The data available has two parts. The first is user data, including username, email, phone number, gender, city, state, and language preference.
This information is usually provided while making an account on the IRCTC. The second part is the booking data. This includes the passenger’s name, mobile, train number, travel details, invoice PDF, and other information users provide while booking a ticket.
According to the report on Techlomedia, when some of the sample user data provided by the hacker were checked for PNR verification on the IRCTC website, it was found to be legit and also belonged to recent journeys.
Critical state of healthcare: India had 2nd highest number of cyber attacks in the world in 2021
According to the listing, the seller provides only five copies of the data and charges $400 per copy. Exclusive access to data will be available for $1,500. In addition, the seller claims to provide the data and vulnerability details for $2,000.
Earlier in 2020, Railyatri suffered a similar data breach that affected seven million users.
In the data breach that took place in AIIMS on November 23, patients and doctors complained about the hospital’s services working slowly. As a result, the hospital was forced into manual work from seven in the morning. The National Informatic Centre investigated the issue and found signs of a ransomware attack on the hospital’s servers.
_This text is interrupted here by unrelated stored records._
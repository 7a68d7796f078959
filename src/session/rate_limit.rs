/// A transfer rate cap as enforced by the session engine.
///
/// Raw engine values use a non-positive sentinel for "no cap"; `from_raw`
/// folds every such value into `Unlimited`, so a `BytesPerSecond` is always positive.
#[derive(Debug, Clone, Copy, PartialEq, Eq)]
pub enum RateLimit {
    Unlimited,
    BytesPerSecond(u32),
}

impl RateLimit {
    pub fn from_raw(raw: i64) -> Self {
        if raw <= 0 {
            RateLimit::Unlimited
        } else {
            RateLimit::BytesPerSecond(raw.min(u32::MAX as i64) as u32)
        }
    }

    /// Builds a limit from a preference value expressed in KiB/s.
    pub fn from_kib_per_second(kib_per_second: Option<f64>) -> Self {
        match kib_per_second {
            Some(kib) if kib.is_finite() && kib > 0.0 => {
                Self::from_raw((kib * 1024_f64).round() as i64)
            }
            _ => RateLimit::Unlimited,
        }
    }

    pub fn bytes_per_second(&self) -> Option<u32> {
        match self {
            RateLimit::Unlimited => None,
            RateLimit::BytesPerSecond(bytes) => Some(*bytes),
        }
    }

    pub fn as_kib_per_second(&self) -> Option<f64> {
        self.bytes_per_second()
            .map(|bytes| bytes as f64 / 1024_f64)
    }
}

impl Default for RateLimit {
    fn default() -> Self {
        RateLimit::Unlimited
    }
}
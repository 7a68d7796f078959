use std::fmt::{Debug, Display};

/**
Human readable text carried inside an error variant, printed as-is by both `Debug` and `Display`.

```rust
use dtorrent_statusbar::app::error_message::ErrorMessage;

#[derive(Debug)]
enum Errors {
   BadSetting(ErrorMessage),
}

let err = Errors::BadSetting(ErrorMessage::new("DHT_ENABLED must be true or false".to_string()));

assert_eq!(format!("{:?}", err), "BadSetting(DHT_ENABLED must be true or false)");
```
*/
#[derive(PartialEq, Eq, Clone)]
pub struct ErrorMessage {
    pub message: String,
}

impl Debug for ErrorMessage {
    fn fmt(&self, f: &mut std::fmt::Formatter<'_>) -> Result<(), std::fmt::Error> {
        write!(f, "{}", self.message)
    }
}

impl Display for ErrorMessage {
    fn fmt(&self, f: &mut std::fmt::Formatter<'_>) -> Result<(), std::fmt::Error> {
        write!(f, "{}", self.message)
    }
}

impl ErrorMessage {
    pub fn new(message: String) -> Self {
        Self { message }
    }
}
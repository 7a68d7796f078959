use crate::session::rate_limit::RateLimit;
use crate::status_bar::prompt::LimitPrompt;
use gtk::prelude::*;

const MAX_LIMIT_KIB: f64 = 1_000_000_f64;
const DISPLAYED_DIGITS: u32 = 1;
// Half of the smallest step the spin button can show.
const UNCHANGED_TOLERANCE_KIB: f64 = 0.05;

/// Modal dialog asking for a speed limit in KiB/s, 0 meaning unlimited.
pub struct GtkLimitPrompt {
    parent: gtk::ApplicationWindow,
}

impl GtkLimitPrompt {
    pub fn new(parent: &gtk::ApplicationWindow) -> Self {
        Self {
            parent: parent.clone(),
        }
    }
}

impl LimitPrompt for GtkLimitPrompt {
    fn ask_speed_limit(&self, title: &str, current: RateLimit) -> Option<i64> {
        let dialog = gtk::Dialog::with_buttons(
            Some(title),
            Some(&self.parent),
            gtk::DialogFlags::MODAL | gtk::DialogFlags::DESTROY_WITH_PARENT,
            &[
                ("_Cancel", gtk::ResponseType::Cancel),
                ("_OK", gtk::ResponseType::Ok),
            ],
        );
        dialog.set_default_response(gtk::ResponseType::Ok);

        let spin_button = gtk::SpinButton::with_range(0_f64, MAX_LIMIT_KIB, 1_f64);
        spin_button.set_digits(DISPLAYED_DIGITS);
        spin_button.set_value(current.as_kib_per_second().unwrap_or(0_f64));
        let prefilled_kib = spin_button.value();
        spin_button.set_activates_default(true);
        let unit_label = gtk::Label::new(Some("KiB/s (0 means unlimited)"));

        let row = gtk::Box::new(gtk::Orientation::Horizontal, 6);
        row.pack_start(&spin_button, true, true, 0);
        row.pack_start(&unit_label, false, false, 0);
        dialog.content_area().pack_start(&row, true, true, 6);
        dialog.show_all();

        let response = dialog.run();
        let entered_kib = spin_button.value();
        dialog.close();

        match response {
            gtk::ResponseType::Ok => Some(answered_limit(current, prefilled_kib, entered_kib)),
            _ => None,
        }
    }
}

/// Bytes per second for the value left in the spin button.
///
/// The button only shows one decimal of KiB/s, so a limit that was confirmed
/// without being edited keeps its exact byte value instead of the rounded one.
fn answered_limit(current: RateLimit, prefilled_kib: f64, entered_kib: f64) -> i64 {
    if (entered_kib - prefilled_kib).abs() < UNCHANGED_TOLERANCE_KIB {
        return current.bytes_per_second().map_or(0, i64::from);
    }
    (entered_kib * 1024_f64).round() as i64
}
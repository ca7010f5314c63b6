//! Decoded change to sink write mapping
//!
//! Shared by the streaming and peek transports: decode one pgoutput message,
//! resolve how the affected row is identified, and apply the resulting
//! [`RowChange`] to the sink.

use crate::core::errors::{ReplicationError, ReplicationResult};
use crate::events::sink::pg_type_conversion::column_to_json;
use crate::events::{EventSink, MatchExpression, Row, RowChange};
use crate::protocol::cursor::{ByteSource, Cursor};
use crate::protocol::decoder::MessageDecoder;
use crate::protocol::messages::{ColumnValue, DecodedChange};
use crate::replication::relation_cache::{PrimaryKeyLookup, RelationCache, RelationDescriptor};
use crate::replication::state::ReplicationState;
use std::collections::BTreeMap;
use std::sync::Arc;
use tracing::{debug, warn};

pub struct ChangePipeline {
    relations: RelationCache,
    key_lookup: Box<dyn PrimaryKeyLookup>,
    sink: Arc<dyn EventSink>,
}

impl ChangePipeline {
    pub fn new(sink: Arc<dyn EventSink>, key_lookup: Box<dyn PrimaryKeyLookup>) -> Self {
        Self {
            relations: RelationCache::new(),
            key_lookup,
            sink,
        }
    }

    pub fn relations(&self) -> &RelationCache {
        &self.relations
    }

    pub fn sink(&self) -> &Arc<dyn EventSink> {
        &self.sink
    }

    /// Forget all relations; the server resends them on a new stream
    pub fn reset(&mut self) {
        self.relations.reset();
    }

    /// Decode one message and apply it. Returns whether a row change was
    /// handed to the sink. Any error from the sink comes back as
    /// [`ReplicationError::Sink`], so callers can tell it apart from a
    /// message that failed to decode.
    pub async fn process<S: ByteSource>(
        &mut self,
        message: &[u8],
        state: &mut ReplicationState,
    ) -> ReplicationResult<bool> {
        let mut cursor = Cursor::<S>::new(message);
        let Some(decoded) = MessageDecoder::decode(&mut cursor, &mut self.relations, state)? else {
            return Ok(false);
        };

        let Some(change) = self.to_row_change(decoded) else {
            return Ok(false);
        };

        debug!(table = change.table(), op = change.kind(), "Applying change");
        self.sink.apply(&change).await.map_err(|e| {
            if e.is_sink_failure() {
                e
            } else {
                ReplicationError::sink(self.sink.sink_type(), e.to_string())
            }
        })?;
        Ok(true)
    }

    /// Map a decoded message to a sink write; control messages map to nothing
    pub fn to_row_change(&mut self, decoded: DecodedChange) -> Option<RowChange> {
        match decoded {
            DecodedChange::Insert { table_id, values } => {
                let relation = self.relations.get(table_id)?;
                Some(RowChange::Insert {
                    table: relation.name.clone(),
                    row: build_row(relation, &values),
                })
            }
            DecodedChange::Update {
                table_id,
                new_values,
                old_key_values,
            } => {
                let matcher = if old_key_values.is_empty() {
                    self.key_matcher(table_id, &new_values)
                } else {
                    let relation = self.relations.get(table_id)?;
                    old_key_matcher(relation, &old_key_values)
                };
                let relation = self.relations.get(table_id)?;
                Some(RowChange::Update {
                    table: relation.name.clone(),
                    matcher,
                    row: build_row(relation, &new_values),
                })
            }
            DecodedChange::Delete {
                table_id,
                key_values,
            } => {
                let matcher = self.key_matcher(table_id, &key_values);
                let relation = self.relations.get(table_id)?;
                Some(RowChange::Delete {
                    table: relation.name.clone(),
                    matcher,
                })
            }
            DecodedChange::Control(_) => None,
        }
    }

    /// Match on the primary key columns, or on every present value when the
    /// table has no usable key
    fn key_matcher(&mut self, table_id: i32, values: &[ColumnValue]) -> MatchExpression {
        let key_indices = self
            .relations
            .primary_key_indices(table_id, self.key_lookup.as_mut())
            .unwrap_or_default();

        let Some(relation) = self.relations.get(table_id) else {
            return MatchExpression::new();
        };

        let mut matcher = MatchExpression::new();
        for index in key_indices {
            if let (Some(column), Some(value)) = (relation.columns.get(index), values.get(index)) {
                if value.is_present() {
                    if let Some(json) = column_to_json(column.type_oid, value) {
                        matcher.push(column.name.clone(), json);
                    }
                }
            }
        }

        if matcher.is_empty() {
            warn!(table = %relation.name, "No primary key values, matching on all present columns");
            matcher = best_effort_matcher(relation, values);
        }
        matcher
    }
}

/// Every column except unchanged TOAST values
fn build_row(relation: &RelationDescriptor, values: &[ColumnValue]) -> Row {
    if values.len() != relation.columns.len() {
        warn!(
            table = %relation.name,
            values = values.len(),
            columns = relation.columns.len(),
            "Tuple width does not match relation"
        );
    }

    relation
        .columns
        .iter()
        .zip(values)
        .filter_map(|(column, value)| {
            column_to_json(column.type_oid, value).map(|json| (column.name.clone(), json))
        })
        .collect()
}

fn old_key_matcher(
    relation: &RelationDescriptor,
    old_key_values: &BTreeMap<usize, ColumnValue>,
) -> MatchExpression {
    let mut matcher = MatchExpression::new();
    for (index, value) in old_key_values {
        if let Some(column) = relation.columns.get(*index) {
            if let Some(json) = column_to_json(column.type_oid, value) {
                matcher.push(column.name.clone(), json);
            }
        }
    }
    matcher
}

fn best_effort_matcher(relation: &RelationDescriptor, values: &[ColumnValue]) -> MatchExpression {
    let mut matcher = MatchExpression::new();
    for (column, value) in relation.columns.iter().zip(values) {
        if value.is_present() {
            if let Some(json) = column_to_json(column.type_oid, value) {
                matcher.push(column.name.clone(), json);
            }
        }
    }
    matcher
}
Explained: Cyber attacks and how to keep yourself safe
Following this, the Delhi Police’s Intelligence Fusion and Strategic Operations (IFSO) cell registered an FIR invoking sections of cyber terrorism (IT Act, section 66F) in light of the incident, with the preliminary investigation hinting to the ransomware attack being perpetrated from outside the country.
While several services remained unaffected, the breach also put the loss of research data and information about VIP medical records at risk, sources told CNN-News18.